One of the biggest one-hit-wonders of the ’90s was this novelty rap tune by Biz Markie. It was his only single to reach the Billboard Hot 100 (peaking at #9), but “Just a Friend” has became an iconic song in pop culture, featured in commercials, sporting events, TV shows and films.
The follow-up to the #1 smash “Another Day in Paradise” and the second single from Collins’ album … But Seriously, “I Wish It Would Rain Down” would eventually reach #3. It was one of five Top 40 hits from … But Seriously, and Collins’ 14th Top 40 hit as a solo artist. Another of Collins’ many hit ballads, “I Wish It Would Rain Down” features prominent guitar-work by Eric Claption.
Produced by Dr. Dre, “No More Lies” was the first single and biggest hit for vocalist Michel’le, who is currently featured on the realty show R&B Divas: Los Angeles. “No More Lies” peaked at #7 on the pop chart and #2 on the Billboard Hot R&B Chart.
The second single from Joel’s #1 album Stormfront and follow-up to his #1 single “We Didn’t Start the Fire,” “I Go to Extremes” peaked at #6. Billy Joel would hit the Top 10 only once more after this: “The River of Dreams” hit #3 in 1993.
Bad English was a “supergroup” comprised of former members of Journey and The Babys, including vocalist John Waite who is best known for his #1 ’80s ballad “Missing You.” Bad English were a slickly-produced hard-rock group, but they were best known for their power-ballads. “Price of Love,” which peaked at #5, was the follow-up to the band’s only #1 single, the Diane Warren-penned “When I See You Smile.” Bad English would hit the top 40 only once more: “Possession” hit #21 during the summer of 1990.

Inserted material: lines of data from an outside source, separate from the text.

//! Voice pipeline integration tests
//!
//! Tests segmentation and encoding without requiring audio hardware

use std::io::Cursor;

use murmur::voice::{
    DEFAULT_ENERGY_THRESHOLD, SAMPLE_RATE, SegmenterState, SpeechSegmenter, calibrate_threshold,
    samples_to_wav,
};

mod common;
use common::{silence, sine_samples};

#[test]
fn test_segmenter_starts_waiting() {
    let segmenter = SpeechSegmenter::with_threshold(DEFAULT_ENERGY_THRESHOLD);
    assert_eq!(segmenter.state(), SegmenterState::Waiting);
    assert!(!segmenter.speech_started());
    assert_eq!(segmenter.speech_len(), 0);
}

#[test]
fn test_silence_does_not_start_capture() {
    let mut segmenter = SpeechSegmenter::with_threshold(DEFAULT_ENERGY_THRESHOLD);

    assert!(!segmenter.push(&silence(0.1)));
    assert_eq!(segmenter.state(), SegmenterState::Waiting);
}

#[test]
fn test_speech_starts_capture() {
    let mut segmenter = SpeechSegmenter::with_threshold(DEFAULT_ENERGY_THRESHOLD);

    let speech = sine_samples(440.0, 0.5, 0.3);
    segmenter.push(&speech);
    assert_eq!(segmenter.state(), SegmenterState::Capturing);
    assert!(segmenter.speech_started());
}

#[test]
fn test_segment_completes_after_trailing_silence() {
    let mut segmenter = SpeechSegmenter::with_threshold(DEFAULT_ENERGY_THRESHOLD);

    segmenter.push(&sine_samples(440.0, 0.5, 0.3));
    segmenter.push(&sine_samples(440.0, 0.3, 0.3));

    let complete = segmenter.push(&silence(0.6));
    assert!(complete);
}

#[test]
fn test_segment_accumulates_chunks() {
    let mut segmenter = SpeechSegmenter::with_threshold(DEFAULT_ENERGY_THRESHOLD);

    let chunk1 = sine_samples(440.0, 0.1, 0.3);
    segmenter.push(&chunk1);

    let chunk2 = sine_samples(440.0, 0.1, 0.3);
    segmenter.push(&chunk2);

    assert_eq!(segmenter.speech_len(), chunk1.len() + chunk2.len());
}

#[test]
fn test_take_segment_clears_buffer() {
    let mut segmenter = SpeechSegmenter::with_threshold(DEFAULT_ENERGY_THRESHOLD);

    let speech = sine_samples(440.0, 0.1, 0.3);
    segmenter.push(&speech);

    let taken = segmenter.take_segment();
    assert_eq!(taken.len(), speech.len());
    assert_eq!(segmenter.speech_len(), 0);
}

#[test]
fn test_short_blip_resets_to_waiting() {
    let mut segmenter = SpeechSegmenter::with_threshold(DEFAULT_ENERGY_THRESHOLD);

    // 0.1s of sound is below the minimum speech duration
    segmenter.push(&sine_samples(440.0, 0.1, 0.3));
    assert_eq!(segmenter.state(), SegmenterState::Capturing);

    // Prolonged silence discards the false start
    segmenter.push(&silence(1.2));
    assert_eq!(segmenter.state(), SegmenterState::Waiting);
    assert_eq!(segmenter.speech_len(), 0);
}

#[test]
fn test_reset() {
    let mut segmenter = SpeechSegmenter::with_threshold(DEFAULT_ENERGY_THRESHOLD);

    segmenter.push(&sine_samples(440.0, 0.5, 0.3));
    segmenter.reset();

    assert_eq!(segmenter.state(), SegmenterState::Waiting);
    assert_eq!(segmenter.speech_len(), 0);
}

#[test]
fn test_calibration_floor_in_silent_room() {
    let threshold = calibrate_threshold(&silence(1.0));
    assert!(threshold > 0.0);
    assert!(threshold < DEFAULT_ENERGY_THRESHOLD);
}

#[test]
fn test_calibration_rises_with_ambient_noise() {
    let quiet = calibrate_threshold(&sine_samples(100.0, 1.0, 0.02));
    let noisy = calibrate_threshold(&sine_samples(100.0, 1.0, 0.2));
    assert!(noisy > quiet);
}

#[test]
fn test_calibrated_segmenter_ignores_ambient_level_sound() {
    // Calibrate against a noisy room, then feed sound at the ambient level
    let ambient = sine_samples(100.0, 1.0, 0.2);
    let threshold = calibrate_threshold(&ambient);

    let mut segmenter = SpeechSegmenter::with_threshold(threshold);
    assert!(!segmenter.push(&ambient));
    assert_eq!(segmenter.state(), SegmenterState::Waiting);

    // Louder speech still gets through
    segmenter.push(&sine_samples(440.0, 0.5, 0.8));
    assert_eq!(segmenter.state(), SegmenterState::Capturing);
}

#[test]
fn test_samples_to_wav() {
    let samples = sine_samples(440.0, 0.1, 0.5);
    let wav_data = samples_to_wav(&samples, SAMPLE_RATE).unwrap();

    // Check WAV header magic
    assert_eq!(&wav_data[0..4], b"RIFF");
    assert_eq!(&wav_data[8..12], b"WAVE");

    // WAV should have reasonable size
    assert!(wav_data.len() > 44); // WAV header is 44 bytes
}

#[test]
fn test_wav_spec_matches_capture() {
    let original_samples: Vec<f32> = vec![0.0, 0.5, -0.5, 1.0, -1.0, 0.25];
    let wav_data = samples_to_wav(&original_samples, SAMPLE_RATE).unwrap();

    let cursor = Cursor::new(wav_data);
    let mut reader = hound::WavReader::new(cursor).unwrap();

    let spec = reader.spec();
    assert_eq!(spec.sample_rate, SAMPLE_RATE);
    assert_eq!(spec.channels, 1);
    assert_eq!(spec.bits_per_sample, 16);

    let read_samples: Vec<i16> = reader.samples::<i16>().map(|s| s.unwrap()).collect();
    assert_eq!(read_samples.len(), original_samples.len());
}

Speaking of Diane Warren, the prolific songwriter also wrote the ballad that would become powerhouse vocalist Taylor Dayne’s only #1 single: “Love Will Lead You Back.” It was the 2nd single from her album Can’t Fight Fate, following the #5 hit “With Every Beat of My Heart.” Taylor Dayne scored nine Top 40 hits in a six year period, starting with the #7 “Tell it To My Heart” in 1987 and ending with a cover of Barry White’s “Can’t Get Enough of Your Love,” which hit #20 during the summer of 1993.
Over a decade after they first launched their classic single “Rock Lobster,” The B-52s enjoyed the biggest commercial success of their career with the album Cosmic Thing and its back-to-back smashes, both of which peaked at #3: “Love Shack” and “Roam.” Cosmic Thing also featured the #30 hit “Deadbeat Club.” “Roam” earned the group a Grammy nomination for Best Pop Vocal Performance by a Duo or Group, but they lost out to “All My Life” by Linda Ronstadt and Aaron Neville.

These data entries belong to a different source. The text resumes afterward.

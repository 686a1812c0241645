//! Error types for the murmur console

use thiserror::Error;

/// Result type alias for murmur operations
pub type Result<T> = std::result::Result<T, Error>;

/// Errors that can occur in the murmur console
#[derive(Debug, Error)]
pub enum Error {
    /// Configuration error
    #[error("configuration error: {0}")]
    Config(String),

    /// Audio device error
    #[error("audio error: {0}")]
    Audio(String),

    /// Listening timed out before any speech started
    #[error("listening timed out before speech started")]
    ListenTimeout,

    /// The recognition service could not make out any words
    #[error("could not understand the audio")]
    Unintelligible,

    /// Speech-to-text error
    #[error("STT error: {0}")]
    Stt(String),

    /// Text-to-speech error
    #[error("TTS error: {0}")]
    Tts(String),

    /// Browser launch error
    #[error("browser error: {0}")]
    Browser(String),

    /// IO error
    #[error("io error: {0}")]
    Io(#[from] std::io::Error),

    /// HTTP error
    #[error("http error: {0}")]
    Http(#[from] reqwest::Error),

    /// Serialization error
    #[error("serialization error: {0}")]
    Serialization(#[from] serde_json::Error),

    /// TOML parsing error
    #[error("toml error: {0}")]
    Toml(#[from] toml::de::Error),
}
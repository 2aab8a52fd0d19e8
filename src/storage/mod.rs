mod repository;
pub mod workbook;

pub use repository::*;

use std::path::PathBuf;

/// File name of the persisted spreadsheet.
pub const DATA_FILE_NAME: &str = "FinancialDashboard.xlsx";

/// Default location of the data file: the application's own directory under
/// the platform data dir, falling back to the current directory.
pub fn default_data_file() -> PathBuf {
    dirs::data_dir()
        .unwrap_or_else(|| PathBuf::from("."))
        .join("findash")
        .join(DATA_FILE_NAME)
}
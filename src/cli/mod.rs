use std::fs::File;
use std::io::{Read, Write};
use std::path::PathBuf;

use anyhow::{bail, Context, Result};
use clap::{Parser, Subcommand};

use crate::application::{LedgerStore, LoadOutcome};
use crate::domain::DraftEntry;
use crate::io::{Exporter, ImportOptions, ImportResult, Importer};
use crate::storage::default_data_file;

/// Findash - Financial Dashboard Ledger
#[derive(Parser)]
#[command(name = "findash")]
#[command(about = "A local-first financial dashboard backed by a spreadsheet file")]
#[command(version)]
pub struct Cli {
    /// Data file path (defaults to the platform data directory)
    #[arg(short, long)]
    pub data_file: Option<PathBuf>,

    /// Enable verbose output
    #[arg(short, long, global = true)]
    pub verbose: bool,

    #[command(subcommand)]
    pub command: Commands,
}

#[derive(Subcommand)]
pub enum Commands {
    /// Append an entry to the ledger and save it
    Add {
        /// Entry date (YYYY-MM-DD)
        date: String,

        /// Bank balance on that date (e.g., "500" or "500.00")
        balance: String,

        /// Cleared amount
        #[arg(short, long)]
        cleared: Option<String>,
    },

    /// List all ledger entries
    List,

    /// Export the ledger to CSV or JSON
    Export {
        /// Output file (stdout if omitted)
        #[arg(short, long)]
        output: Option<String>,

        /// Format: csv, json
        #[arg(short, long, default_value = "csv")]
        format: String,
    },

    /// Import entries from CSV or JSON
    Import {
        /// Input file (stdin if omitted)
        #[arg(short, long)]
        input: Option<String>,

        /// Format: csv, json
        #[arg(short, long, default_value = "csv")]
        format: String,

        /// Preview without importing
        #[arg(long)]
        dry_run: bool,
    },
}

impl Cli {
    pub async fn run(self) -> Result<()> {
        let path = self.data_file.clone().unwrap_or_else(default_data_file);

        match self.command {
            Commands::Add {
                date,
                balance,
                cleared,
            } => {
                let mut store = LedgerStore::open(&path);
                if store.load().await? == LoadOutcome::NoDataFile {
                    println!("No data file found. Starting fresh.");
                }

                let draft = DraftEntry::new(date, balance, cleared.unwrap_or_default());
                let record = store
                    .add_entry(&draft)
                    .context("Please fill in all required fields")?;

                store.save().await?;
                println!("Data saved successfully.");
                println!(
                    "Added entry: {} {} {}",
                    record.date,
                    record.bank_balance,
                    record.cleared.as_deref().unwrap_or("-")
                );
            }

            Commands::List => {
                let mut store = LedgerStore::open(&path);
                if store.load().await? == LoadOutcome::NoDataFile {
                    println!("No data file found. Starting fresh.");
                }

                if store.is_empty() {
                    println!("No entries.");
                } else {
                    println!("{:<12} {:>14} {:>14}", "DATE", "BANK BALANCE", "CLEARED");
                    println!("{}", "-".repeat(42));
                    for record in store.records() {
                        println!(
                            "{:<12} {:>14} {:>14}",
                            record.date,
                            record.bank_balance,
                            record.cleared.as_deref().unwrap_or("")
                        );
                    }
                }
            }

            Commands::Export { output, format } => {
                let mut store = LedgerStore::open(&path);
                if store.load().await? == LoadOutcome::NoDataFile {
                    eprintln!("No data file found. Starting fresh.");
                }

                let exporter = Exporter::new(&store);
                let writer: Box<dyn Write> = match &output {
                    Some(file) => Box::new(
                        File::create(file).with_context(|| format!("Failed to create {}", file))?,
                    ),
                    None => Box::new(std::io::stdout()),
                };

                match format.as_str() {
                    "csv" => {
                        let count = exporter.export_csv(writer)?;
                        eprintln!("Exported {} entries", count);
                    }
                    "json" => {
                        let snapshot = exporter.export_json(writer)?;
                        eprintln!("Exported {} entries", snapshot.records.len());
                    }
                    other => bail!("Unknown export format: {} (expected csv or json)", other),
                }
            }

            Commands::Import {
                input,
                format,
                dry_run,
            } => {
                let mut store = LedgerStore::open(&path);
                if store.load().await? == LoadOutcome::NoDataFile {
                    println!("No data file found. Starting fresh.");
                }

                let options = ImportOptions { dry_run };
                let reader: Box<dyn Read> = match &input {
                    Some(file) => Box::new(
                        File::open(file).with_context(|| format!("Failed to open {}", file))?,
                    ),
                    None => Box::new(std::io::stdin()),
                };

                let mut importer = Importer::new(&mut store);
                let result = match format.as_str() {
                    "csv" => importer.import_csv(reader, options)?,
                    "json" => importer.import_json(reader, options)?,
                    other => bail!("Unknown import format: {} (expected csv or json)", other),
                };

                report_import_errors(&result);

                if dry_run {
                    println!(
                        "Dry run: {} entries would be imported, {} skipped.",
                        result.imported, result.skipped
                    );
                } else {
                    store.save().await?;
                    println!("Data saved successfully.");
                    println!(
                        "Imported {} entries, skipped {}.",
                        result.imported, result.skipped
                    );
                }
            }
        }

        Ok(())
    }
}

fn report_import_errors(result: &ImportResult) {
    for error in &result.errors {
        match &error.field {
            Some(field) => eprintln!("  line {}: {} ({})", error.line, error.error, field),
            None => eprintln!("  line {}: {}", error.line, error.error),
        }
    }
}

Canadian singer Alannah Myles spent two weeks at #1 with “Black Velvet,” a blues-rocking ode to Elvis Presley. Although she had multiple hits in her native Canada, Alannah Myles is considered a one-hit-wonder in the US (although she did hit #36 in June 1990 with “Love Is,” a song that was actually her debut single but was re-released in the US as the follow-up to “Black Velvet”). “Black Velvet” earned Myles a Grammy for Best Rock Vocal Performance – Female.
This week twenty-four years ago, Janet Jackson was at the top of the pop charts with “Escapade,” the third of seven Top 10 singles from her classic album Janet Jackson’s Rhythm Nation 1814. It was one of four #1 singles from the album, along with “Miss You Much,” “Black Cat,” and “Love Will Never Do (Without You).” In addition to reaching the top of the pop chart, “Escapade” also hit #1 on the Billboard Dance and R&B Charts.